One way around this is https://xenforo.com/community/resources/tpu-detect-and-block-spam-registrations.2973/ setting email to moderate and ip to moderate for SFS. I don't tune it quite like that. The only false positives I have on my tuning is occasionally someone has a bunch of ports open that are suspect. Get maybe 1 a month like that. 0 spam at the moment after a week of tuning.

With that dumping the captcha is nice.
 

Amaury

Well-known member
#8
Ah, here we go. Forgot there was a spam trigger log. It was the usernames, @Martok:

upload_2015-3-10_1-15-42.png

If you are flagging on 1 flag then it will catch names once in awhile. The system should be redesigned to allow flagging on 1 ip or 1 email, versus having to set it to 2 only catching the ones with 2 matches.

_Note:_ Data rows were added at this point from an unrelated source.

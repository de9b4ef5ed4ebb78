//! Event publishing/subscription abstraction (mechanics only).
//!
//! The bus is intentionally lightweight and transport-agnostic. Events are
//! **stored first** (the event store is the source of truth), then published
//! here for read models and other consumers. Delivery is at-least-once and
//! unordered across publishers, so consumers must be idempotent.

use std::sync::Arc;
use std::sync::mpsc::Receiver;
use std::time::Duration;

/// A subscription to an event stream.
///
/// Each subscription gets a copy of all events published to the bus
/// (broadcast semantics). Designed for single-threaded consumption.
#[derive(Debug)]
pub struct Subscription<M> {
    receiver: Receiver<M>,
}

impl<M> Subscription<M> {
    pub fn new(receiver: Receiver<M>) -> Self {
        Self { receiver }
    }

    /// Block until the next message is available.
    pub fn recv(&self) -> Result<M, std::sync::mpsc::RecvError> {
        self.receiver.recv()
    }

    /// Try to receive a message without blocking.
    pub fn try_recv(&self) -> Result<M, std::sync::mpsc::TryRecvError> {
        self.receiver.try_recv()
    }

    /// Block for up to `timeout` waiting for a message.
    pub fn recv_timeout(&self, timeout: Duration) -> Result<M, std::sync::mpsc::RecvTimeoutError> {
        self.receiver.recv_timeout(timeout)
    }
}

/// Domain-agnostic event bus (pub/sub abstraction).
///
/// `publish()` can fail (e.g. the bus is closed); failures surface to the
/// caller, which may retry. Since events are already persisted when they reach
/// the bus, retrying publication is safe.
pub trait EventBus<M>: Send + Sync {
    type Error: core::fmt::Debug + Send + Sync + 'static;

    fn publish(&self, message: M) -> Result<(), Self::Error>;

    fn subscribe(&self) -> Subscription<M>;
}

impl<M, B> EventBus<M> for Arc<B>
where
    B: EventBus<M> + ?Sized,
{
    type Error = B::Error;

    fn publish(&self, message: M) -> Result<(), Self::Error> {
        (**self).publish(message)
    }

    fn subscribe(&self) -> Subscription<M> {
        (**self).subscribe()
    }
}
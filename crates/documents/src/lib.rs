//! `docledger-documents` — building blocks shared by all commercial documents.
//!
//! Quotations, invoices, and purchase orders share the same line-item shape
//! and the same totals arithmetic; the aggregates in their own crates own the
//! lifecycle, this crate owns the money math.

pub mod line_item;
pub mod policy;
pub mod totals;

pub use line_item::{LineAmounts, LineItem};
pub use policy::DocumentPolicy;
pub use totals::DocumentTotals;
impl Quotation {
    fn ensure_exists(&self, quotation_id: QuotationId) -> Result<(), DomainError> {
        if !self.created {
            return Err(DomainError::not_found());
        }
        if self.id != quotation_id {
            return Err(DomainError::conflict("quotation_id mismatch"));
        }
        Ok(())
    }

    fn ensure_modifiable(&self) -> Result<(), DomainError> {
        if !self.is_modifiable() {
            return Err(DomainError::invalid_transition(
                format!("{:?}", self.status),
                "line mutation".to_string(),
            ));
        }
        Ok(())
    }

    fn handle_create(&self, cmd: &CreateQuotation) -> Result<Vec<QuotationEvent>, DomainError> {
        if self.created {
            return Err(DomainError::conflict("quotation already exists"));
        }
        if cmd.expiry_date < cmd.issue_date {
            return Err(DomainError::validation(
                "expiry_date cannot precede issue_date",
            ));
        }

        Ok(vec![QuotationEvent::QuotationCreated(QuotationCreated {
            quotation_id: cmd.quotation_id,
            customer_id: cmd.customer_id,
            issue_date: cmd.issue_date,
            expiry_date: cmd.expiry_date,
            occurred_at: cmd.occurred_at,
        })])
    }

    fn handle_add_line(&self, cmd: &AddQuotationLine) -> Result<Vec<QuotationEvent>, DomainError> {
        self.ensure_exists(cmd.quotation_id)?;
        self.ensure_modifiable()?;
        cmd.line.admissible_under(DocumentPolicy::SALES)?;

        let mut next = self.lines.clone();
        next.push(cmd.line.clone());
        let new_totals = DocumentTotals::aggregate(&next)?;

        Ok(vec![QuotationEvent::QuotationLineAdded(QuotationLineAdded {
            quotation_id: cmd.quotation_id,
            line_no: next.len(),
            line: cmd.line.clone(),
            new_totals,
            occurred_at: cmd.occurred_at,
        })])
    }

    fn handle_remove_line(
        &self,
        cmd: &RemoveQuotationLine,
    ) -> Result<Vec<QuotationEvent>, DomainError> {
        self.ensure_exists(cmd.quotation_id)?;
        self.ensure_modifiable()?;

        if cmd.line_no < 1 || cmd.line_no > self.lines.len() {
            return Err(DomainError::validation(format!(
                "line_no {} out of range (document has {} lines)",
                cmd.line_no,
                self.lines.len()
            )));
        }

        let mut next = self.lines.clone();
        next.remove(cmd.line_no - 1);
        let new_totals = DocumentTotals::aggregate(&next)?;

        Ok(vec![QuotationEvent::QuotationLineRemoved(
            QuotationLineRemoved {
                quotation_id: cmd.quotation_id,
                line_no: cmd.line_no,
                new_totals,
                occurred_at: cmd.occurred_at,
            },
        )])
    }

    fn handle_change_status(
        &self,
        cmd: &ChangeQuotationStatus,
    ) -> Result<Vec<QuotationEvent>, DomainError> {
        self.ensure_exists(cmd.quotation_id)?;

        let legal = matches!(
            (self.status, cmd.requested),
            (QuotationStatus::Draft, QuotationStatus::Sent)
                | (QuotationStatus::Sent, QuotationStatus::Approved)
                | (QuotationStatus::Sent, QuotationStatus::Rejected)
        );
        if !legal {
            return Err(DomainError::invalid_transition(
                format!("{:?}", self.status),
                format!("{:?}", cmd.requested),
            ));
        }

        Ok(vec![QuotationEvent::QuotationStatusChanged(
            QuotationStatusChanged {
                quotation_id: cmd.quotation_id,
                from: self.status,
                to: cmd.requested,
                occurred_at: cmd.occurred_at,
            },
        )])
    }

    fn handle_mark_invoiced(
        &self,
        cmd: &MarkInvoiced,
    ) -> Result<Vec<QuotationEvent>, DomainError> {
        self.ensure_exists(cmd.quotation_id)?;

        if self.status != QuotationStatus::Approved {
            return Err(DomainError::invalid_transition(
                format!("{:?}", self.status),
                "Invoiced".to_string(),
            ));
        }
        if self.invoiced {
            return Err(DomainError::conflict("quotation already invoiced"));
        }

        Ok(vec![QuotationEvent::QuotationInvoiced(QuotationInvoiced {
            quotation_id: cmd.quotation_id,
            invoice_id: cmd.invoice_id,
            occurred_at: cmd.occurred_at,
        })])
    }
}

One way around this is https://xenforo.com/community/resources/tpu-detect-and-block-spam-registrations.2973/ setting email to moderate and ip to moderate for SFS. I don't tune it quite like that. The only false positives I have on my tuning is occasionally someone has a bunch of ports open that are suspect. Get maybe 1 a month like that. 0 spam at the moment after a week of tuning.

With that dumping the captcha is nice.
I know you didn't directly ask, but here are our spam settings (I think they're just the default):

Spam 1.png Spam 2.png
 

rainmotorsports

Well-known member
#9
I know you didn't directly ask, but here are our spam settings (I think they're just the default):

View attachment 100770 View attachment 100771
Yup. The built in SFS settings kind of lack the ability to be very specific. If you could not flag on name only then it would save you the hassle of those but would end up letting through unique named spammers through in trade. To tune more specifically requires an addon. One of the things is the majority of the spam is coming from very identifiable sources, matching against a database is great but there are easier ways to stop them at the moment.

Basically the system is functioning perfectly. There is nothing to troubleshoot, nothing wrong. Just a limitation. Spam bots use common names occasionally. More often it's legit users.